NTLM is going away: what Microsoft’s phaseout means for MSPs and IT teams

Why legacy authentication is a growing security risk—and how to prepare for a Kerberos‑first Windows environment

Takeaways

• NTLM is a known security risk that enables techniques commonly used in ransomware and other attacks.
• Deprecation is already underway, and future Windows releases will disable NTLM by default unless explicitly re‑enabled.
• Identifying hidden NTLM dependencies and validating Kerberos compatibility are critical for a successful migration.

Microsoft is slowly phasing out its long-standing authentication protocol, NT LAN Manager, or NTLM. This is one of those legacy technologies that has worked ‘well-enough’ for decades, since the first version was introduced in 1993 with Windows NT 3.1. Microsoft rolled out NTLMv2 six years later in Windows NT 4.0 Service Pack 4.

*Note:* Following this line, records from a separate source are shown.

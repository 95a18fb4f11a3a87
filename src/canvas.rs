//! Software canvas presented as truecolor half-blocks.
//!
//! One canvas pixel per half cell. Drawing calls arrive in virtual pixels
//! (cell width x cell height per terminal cell) and are mapped down here,
//! with coverage-weighted source-over blending.

use std::io::{self, Write};

use crate::color::Rgb;
use crate::surface::{self, GradientStop, Rect, Shadow, Surface};
use crate::trail::Point;

// 3x5 digits, three low bits per row, MSB on the left.
const DIGITS: [[u8; 5]; 10] = [
    [0b111, 0b101, 0b101, 0b101, 0b111],
    [0b010, 0b110, 0b010, 0b010, 0b111],
    [0b111, 0b001, 0b111, 0b100, 0b111],
    [0b111, 0b001, 0b111, 0b001, 0b111],
    [0b101, 0b101, 0b111, 0b001, 0b001],
    [0b111, 0b100, 0b111, 0b001, 0b111],
    [0b111, 0b100, 0b111, 0b101, 0b111],
    [0b111, 0b001, 0b010, 0b010, 0b010],
    [0b111, 0b101, 0b111, 0b101, 0b111],
    [0b111, 0b101, 0b111, 0b001, 0b111],
];
const GLYPH_COLS: usize = 3;
const GLYPH_ROWS: usize = 5;

pub struct Canvas {
    width: usize,
    height: usize,
    unit_x: f32,
    unit_y: f32,
    pixels: Vec<[f32; 3]>,
    shadow: Option<Shadow>,
    bg_color: Rgb,
    output_buf: Vec<u8>,
}

impl Canvas {
    pub fn new(cols: u16, rows: u16, cell_width: f32, cell_height: f32, bg_color: Rgb) -> Self {
        let width = cols as usize;
        let height = rows as usize * 2;
        Self {
            width,
            height,
            unit_x: cell_width,
            unit_y: cell_height / 2.0,
            pixels: vec![[0.0; 3]; width * height],
            shadow: None,
            bg_color,
            output_buf: Vec::with_capacity(width * height * 25),
        }
    }

    pub fn pixel(&self, x: usize, y: usize) -> [f32; 3] {
        self.pixels[y * self.width + x]
    }

    pub fn pixel_size(&self) -> (usize, usize) {
        (self.width, self.height)
    }

    /// Terminal columns and rows this canvas covers.
    pub fn cell_size(&self) -> (usize, usize) {
        (self.width, self.height / 2)
    }

    fn blend(&mut self, idx: usize, color: [f32; 3], alpha: f32) {
        let a = alpha.clamp(0.0, 1.0);
        let px = &mut self.pixels[idx];
        for c in 0..3 {
            px[c] = px[c] * (1.0 - a) + color[c] * a;
        }
    }

    /// Pixel index for a virtual-pixel point, if it lands on the canvas.
    fn index_at(&self, x: f32, y: f32) -> Option<usize> {
        let px = (x / self.unit_x).floor();
        let py = (y / self.unit_y).floor();
        if px < 0.0 || py < 0.0 {
            return None;
        }
        let (px, py) = (px as usize, py as usize);
        (px < self.width && py < self.height).then(|| py * self.width + px)
    }

    fn radial(&mut self, center: Point, radius: f32, color: Rgb, alpha: f32, opacity: impl Fn(f32) -> f32) {
        if radius <= 0.0 || alpha <= 0.0 {
            return;
        }
        let lin = color.to_linear();
        let x0 = ((center.x - radius) / self.unit_x).floor().max(0.0) as usize;
        let x1 = (((center.x + radius) / self.unit_x).ceil().max(0.0) as usize).min(self.width);
        let y0 = ((center.y - radius) / self.unit_y).floor().max(0.0) as usize;
        let y1 = (((center.y + radius) / self.unit_y).ceil().max(0.0) as usize).min(self.height);

        let mut hit = false;
        for py in y0..y1 {
            for px in x0..x1 {
                let sx = (px as f32 + 0.5) * self.unit_x;
                let sy = (py as f32 + 0.5) * self.unit_y;
                let d = ((sx - center.x).powi(2) + (sy - center.y).powi(2)).sqrt();
                let t = d / radius;
                if t < 1.0 {
                    hit = true;
                    self.blend(py * self.width + px, lin, alpha * opacity(t));
                }
            }
        }

        // Smaller than a pixel: fold it into the pixel under the centre.
        if hit {
            return;
        }
        if let Some(idx) = self.index_at(center.x, center.y) {
            let area = std::f32::consts::PI * radius * radius / (self.unit_x * self.unit_y);
            self.blend(idx, lin, alpha * opacity(0.5) * area.min(1.0));
        }
    }

    pub fn present<W: Write>(&mut self, out: &mut W, countdown: Option<u32>) -> io::Result<()> {
        self.output_buf.clear();
        self.output_buf.extend_from_slice(b"\x1b[H");

        let bg = self.bg_color.to_linear();
        let mut prev_top = Rgb(255, 255, 255);
        let mut prev_bot = Rgb(255, 255, 255);

        for y in (0..self.height).step_by(2) {
            for x in 0..self.width {
                let top = Self::over_background(self.pixels[y * self.width + x], bg);
                let bot = if y + 1 < self.height {
                    Self::over_background(self.pixels[(y + 1) * self.width + x], bg)
                } else {
                    top
                };

                // Only emit color codes if changed
                if top != prev_top {
                    write!(self.output_buf, "\x1b[48;2;{};{};{}m", top.0, top.1, top.2)?;
                    prev_top = top;
                }
                if bot != prev_bot {
                    write!(self.output_buf, "\x1b[38;2;{};{};{}m", bot.0, bot.1, bot.2)?;
                    prev_bot = bot;
                }
                self.output_buf.extend_from_slice("▄".as_bytes());
            }
            self.output_buf.extend_from_slice(b"\x1b[0m");
            prev_top = Rgb(255, 255, 255);
            prev_bot = Rgb(255, 255, 255);
            if y + 2 < self.height {
                self.output_buf.extend_from_slice(b"\r\n");
            }
        }

        if let Some(value) = countdown {
            self.draw_countdown(value)?;
        }

        out.write_all(&self.output_buf)?;
        out.flush()
    }

    fn over_background(px: [f32; 3], bg: [f32; 3]) -> Rgb {
        // Screen blend so black pixels show the background untouched.
        let ch = |i: usize| ((1.0 - (1.0 - bg[i]) * (1.0 - px[i].clamp(0.0, 1.0))) * 255.0).round() as u8;
        Rgb(ch(0), ch(1), ch(2))
    }

    fn draw_countdown(&mut self, value: u32) -> io::Result<()> {
        let digits: Vec<usize> = value.to_string().bytes().map(|b| (b - b'0') as usize).collect();
        let term_rows = self.height / 2;
        // Each glyph pixel is two columns wide, one column gap between glyphs.
        let glyph_width = GLYPH_COLS * 2;
        let total_width = digits.len() * glyph_width + digits.len().saturating_sub(1) * 2;
        if total_width > self.width || GLYPH_ROWS > term_rows {
            return Ok(());
        }
        let left = (self.width - total_width) / 2;
        let top = (term_rows - GLYPH_ROWS) / 2;

        self.output_buf.extend_from_slice(b"\x1b[1;97m");
        for row in 0..GLYPH_ROWS {
            for (i, &digit) in digits.iter().enumerate() {
                let col = left + i * (glyph_width + 2);
                let bits = DIGITS[digit][row];
                for gx in 0..GLYPH_COLS {
                    if bits & (1 << (GLYPH_COLS - 1 - gx)) != 0 {
                        write!(self.output_buf, "\x1b[{};{}H██", top + row + 1, col + gx * 2 + 1)?;
                    }
                }
            }
        }
        self.output_buf.extend_from_slice(b"\x1b[0m");
        Ok(())
    }
}

impl Surface for Canvas {
    fn width(&self) -> f32 {
        self.width as f32 * self.unit_x
    }

    fn height(&self) -> f32 {
        self.height as f32 * self.unit_y
    }

    fn fill_rect(&mut self, rect: Rect, color: Rgb, alpha: f32) {
        if alpha <= 0.0 {
            return;
        }
        if let Some(shadow) = self.shadow {
            let center = Point {
                x: rect.x + rect.w * 0.5,
                y: rect.y + rect.h * 0.5,
            };
            let radius = shadow.blur + rect.w.max(rect.h) * 0.5;
            self.radial(center, radius, shadow.color, alpha * 0.5, |t| 1.0 - t);
        }

        let lin = color.to_linear();
        let x0 = rect.x / self.unit_x;
        let x1 = (rect.x + rect.w) / self.unit_x;
        let y0 = rect.y / self.unit_y;
        let y1 = (rect.y + rect.h) / self.unit_y;
        let px0 = x0.floor().max(0.0) as usize;
        let px1 = (x1.ceil().max(0.0) as usize).min(self.width);
        let py0 = y0.floor().max(0.0) as usize;
        let py1 = (y1.ceil().max(0.0) as usize).min(self.height);

        for py in py0..py1 {
            let cover_y = (y1.min(py as f32 + 1.0) - y0.max(py as f32)).max(0.0);
            for px in px0..px1 {
                let cover_x = (x1.min(px as f32 + 1.0) - x0.max(px as f32)).max(0.0);
                let coverage = cover_x * cover_y;
                if coverage > 0.0 {
                    self.blend(py * self.width + px, lin, alpha * coverage);
                }
            }
        }
    }

    fn fill_radial_gradient(
        &mut self,
        center: Point,
        radius: f32,
        color: Rgb,
        stops: &[GradientStop],
        alpha: f32,
    ) {
        self.radial(center, radius, color, alpha, |t| surface::stop_opacity(stops, t));
    }

    fn stroke_polyline(&mut self, points: &[Point], width: f32, color: Rgb, alpha: f32) {
        if points.len() < 2 || alpha <= 0.0 {
            return;
        }
        let step = self.unit_x.min(self.unit_y) * 0.5;
        let mut touched = Vec::new();
        for pair in points.windows(2) {
            let (a, b) = (pair[0], pair[1]);
            let len = ((b.x - a.x).powi(2) + (b.y - a.y).powi(2)).sqrt();
            let steps = (len / step).ceil().max(1.0) as usize;
            for i in 0..=steps {
                let t = i as f32 / steps as f32;
                if let Some(idx) = self.index_at(a.x + (b.x - a.x) * t, a.y + (b.y - a.y) * t) {
                    touched.push(idx);
                }
            }
        }
        touched.sort_unstable();
        touched.dedup();

        let coverage = (width / self.unit_x.min(self.unit_y)).min(1.0);
        let lin = color.to_linear();
        for idx in touched {
            self.blend(idx, lin, alpha * coverage);
        }
    }

    fn set_shadow(&mut self, shadow: Option<Shadow>) {
        self.shadow = shadow;
    }
}

#[cfg(test)]
mod tests {
    use super::*;

    fn canvas() -> Canvas {
        // 10x4 cells of 8x16 virtual pixels: 80x64 surface, 10x8 pixels.
        Canvas::new(10, 4, 8.0, 16.0, Rgb::BLACK)
    }

    #[test]
    fn surface_size_is_in_virtual_pixels() {
        let c = canvas();
        assert_eq!(c.width(), 80.0);
        assert_eq!(c.height(), 64.0);
        assert_eq!(c.pixel_size(), (10, 8));
        assert_eq!(c.cell_size(), (10, 4));
    }

    #[test]
    fn fill_rect_blends_by_coverage() {
        let mut c = canvas();
        c.fill_rect(Rect { x: 0.0, y: 0.0, w: 8.0, h: 8.0 }, Rgb::WHITE, 1.0);
        assert_eq!(c.pixel(0, 0), [1.0, 1.0, 1.0]);
        c.fill_rect(Rect { x: 8.0, y: 0.0, w: 4.0, h: 8.0 }, Rgb::WHITE, 1.0);
        assert!((c.pixel(1, 0)[0] - 0.5).abs() < 1e-6);
        assert_eq!(c.pixel(2, 0), [0.0, 0.0, 0.0]);
    }

    #[test]
    fn afterglow_fade_darkens_everything() {
        let mut c = canvas();
        c.fill_rect(Rect { x: 0.0, y: 0.0, w: 80.0, h: 64.0 }, Rgb::WHITE, 1.0);
        c.fill_rect(Rect { x: 0.0, y: 0.0, w: 80.0, h: 64.0 }, Rgb::BLACK, 0.12);
        assert!((c.pixel(9, 7)[1] - 0.88).abs() < 1e-6);
    }

    #[test]
    fn gradient_is_brightest_at_centre() {
        let mut c = canvas();
        let stops = [
            GradientStop { offset: 0.0, opacity: 1.0 },
            GradientStop { offset: 1.0, opacity: 0.0 },
        ];
        c.fill_radial_gradient(Point { x: 36.0, y: 36.0 }, 20.0, Rgb::WHITE, &stops, 1.0);
        let centre = c.pixel(4, 4)[0];
        let edge = c.pixel(6, 4)[0];
        assert!(centre > edge && edge > 0.0);
        assert_eq!(c.pixel(0, 0)[0], 0.0);
    }

    #[test]
    fn tiny_gradient_still_lights_a_pixel() {
        let mut c = canvas();
        let stops = [GradientStop { offset: 0.0, opacity: 1.0 }];
        c.fill_radial_gradient(Point { x: 1.0, y: 1.0 }, 1.0, Rgb::WHITE, &stops, 1.0);
        assert!(c.pixel(0, 0)[0] > 0.0);
    }

    #[test]
    fn polyline_touches_each_pixel_once() {
        let mut c = canvas();
        let line = [Point { x: 4.0, y: 4.0 }, Point { x: 76.0, y: 4.0 }];
        c.stroke_polyline(&line, 8.0, Rgb::WHITE, 0.5);
        for x in 0..10 {
            assert!((c.pixel(x, 0)[0] - 0.5).abs() < 1e-6, "x {x}");
        }
        assert_eq!(c.pixel(0, 1)[0], 0.0);
    }

    #[test]
    fn shadow_spreads_beyond_the_core() {
        let mut c = canvas();
        c.set_shadow(Some(Shadow { blur: 10.0, color: Rgb::WHITE }));
        c.fill_rect(Rect::centered(40.0, 32.0, 2.0), Rgb::WHITE, 1.0);
        c.set_shadow(None);
        assert!(c.pixel(4, 3)[0] > 0.0);
        assert!(c.pixel(5, 4)[0] > 0.0);
    }

    #[test]
    fn present_writes_half_blocks_and_overlay() {
        let mut c = canvas();
        let mut out = Vec::new();
        c.present(&mut out, None).unwrap();
        let text = String::from_utf8(out).unwrap();
        assert!(text.starts_with("\x1b[H"));
        assert_eq!(text.matches('▄').count(), 40);
        assert!(!text.contains('█'));

        let mut c = Canvas::new(20, 8, 8.0, 16.0, Rgb(0x1a, 0x1b, 0x26));
        let mut out = Vec::new();
        c.present(&mut out, Some(1)).unwrap();
        let text = String::from_utf8(out).unwrap();
        assert!(text.contains("\x1b[48;2;26;27;38m"));
        // The "1" glyph has eight lit cells.
        assert_eq!(text.matches("██").count(), 8);
    }
}
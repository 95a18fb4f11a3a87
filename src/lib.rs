pub mod app;
pub mod audio;
pub mod canvas;
pub mod color;
pub mod config;
pub mod device;
pub mod director;
pub mod error;
pub mod explosion;
pub mod particle;
pub mod rocket;
pub mod schedule;
pub mod sim;
pub mod surface;
pub mod trail;
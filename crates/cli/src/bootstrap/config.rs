use dns_relay_domain::{CliOverrides, Config};

/// Loads the configuration and rejects it before anything binds.
pub fn load_config(path: Option<&str>, cli_overrides: CliOverrides) -> anyhow::Result<Config> {
    let config = Config::load(path, cli_overrides)?;
    config.validate()?;
    Ok(config)
}
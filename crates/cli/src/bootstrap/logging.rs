use dns_relay_domain::config::{LogFormat, LoggingConfig};
use tracing_subscriber::EnvFilter;

/// `RUST_LOG` wins over the configured level when set.
pub fn init_logging(logging: &LoggingConfig) {
    let filter = EnvFilter::try_from_default_env()
        .or_else(|_| EnvFilter::try_new(&logging.level))
        .unwrap_or_else(|_| EnvFilter::new("info"));

    let builder = tracing_subscriber::fmt().with_env_filter(filter).with_target(true);

    match logging.format {
        LogFormat::Full => builder.init(),
        LogFormat::Compact => builder.compact().init(),
        LogFormat::Json => builder.json().init(),
    }
}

At the time of its release, NTLM solved a big problem for business networks. Companies were still using single-user desktops and simple workgroups to domain-based networks with centralized authentication and file sharing. Among other features, NTLM provided challenge-response authentication and stronger hashing, which was a huge improvement over its predecessor. It worked great for what it was meant to do, but it was never meant to secure identities from the threats we see today.  Threats like pass-the-hash, credential relay and lateral movement are enabled by the limitations of NTLM.

If you’re wondering why NTLM is still around after 30 years, the answer is simple. NTLM is very forgiving. Broken DNS? Unsynchronized clocks? Legacy applications? NTLM authentication works in these scenarios, where Kerberos and other modern mechanisms will not. Even hardened networks may be using NTLM as a ‘fallback’ method for some systems.

What is Microsoft doing?

Microsoft first announced the deprecation of NTLM in 2023 and formally deprecated the protocol in mid-2024. Three distinct phases have been defined to help managed service providers (MSPs) and IT teams move away from NTLM toward Kerberos:

Phase 1 (Current): Microsoft rolls out enhanced auditing tools to give admins visibility into where NTLM is still lurking. Microsoft has details on the auditing enhancements here.

Phase 2 (Late 2026): Initial and Pass-Through Authentication Using Kerberos (IAKerb) and local Key Distribution Center (KDC) will be added to Windows systems. These will help eliminate the need to use NTLM as a fallback mechanism. Get more information on these features in this Microsoft article.

Phase 3 (Future): NTLM will be disabled by default in next-generation Windows releases, requiring explicit policy overrides to re-enable. 

This migration represents a massive shift in security for Windows systems and could come with some challenges and costs. Legacy systems, hardcoded authentication, embedded systems like HVAC controllers, and hidden ‘fallback’ configurations can take time to identify and fix.

What’s involved in migration? 

Before NTLM can be disabled, MSPs and IT teams must first identify where it is being used. This is investigative work that is supported by the new enhanced auditing features. The process may be time-consuming, especially if NTLM is only used during specific times or events.

Anything using NTLM must be tested with NTLM disabled. This can involve setting up the test environments, configuring Kerberos authentication and working with end-users to validate functionality.

When everything has been tested, migration from NTLM to Kerberos could be handled through a group policy or it could require upgrades or code changes. MSPs and IT teams may need to coordinate with multiple vendors and support teams. There may be unexpected delays that extend the timeline of the project.

Just like any other IT project, there should be a period of monitoring and communication to identify and address any unexpected effects on users. This is a good time to document new procedures or policies and train anyone who may need to address issues as they arise.  

Ongoing monitoring after the project will help ensure that NTLM is not reintroduced into the network.

NTLM is a security risk

NTLM is exploited by dozens of threat groups like Volt Typhoon, Scattered Spider, Wizard Spider and Dragonfly. The hash-based authentication model is a root enabler for attacks that lead to ransomware or advanced persistent threat (APT) intrusions. Still, Microsoft continues to find the use of NTLM “prevalent in enterprise environments where modern protocols like Kerberos cannot be implemented due to legacy dependencies, network limitations, or ingrained application logic.” Hopefully these organizations are actively working to eliminate NTLM dependencies.

Companies may not want to invest in an NTLM project, especially if they have just invested in a bunch of new Windows 11 machines. It can also be tough to explain NTLM to a non-technical audience. Still, NTLM is a business risk and business leaders usually do understand the impacts of a ransomware attack. Moving to Kerberos authentication is a strategic security investment with long-term benefits, and it should be done as soon as possible.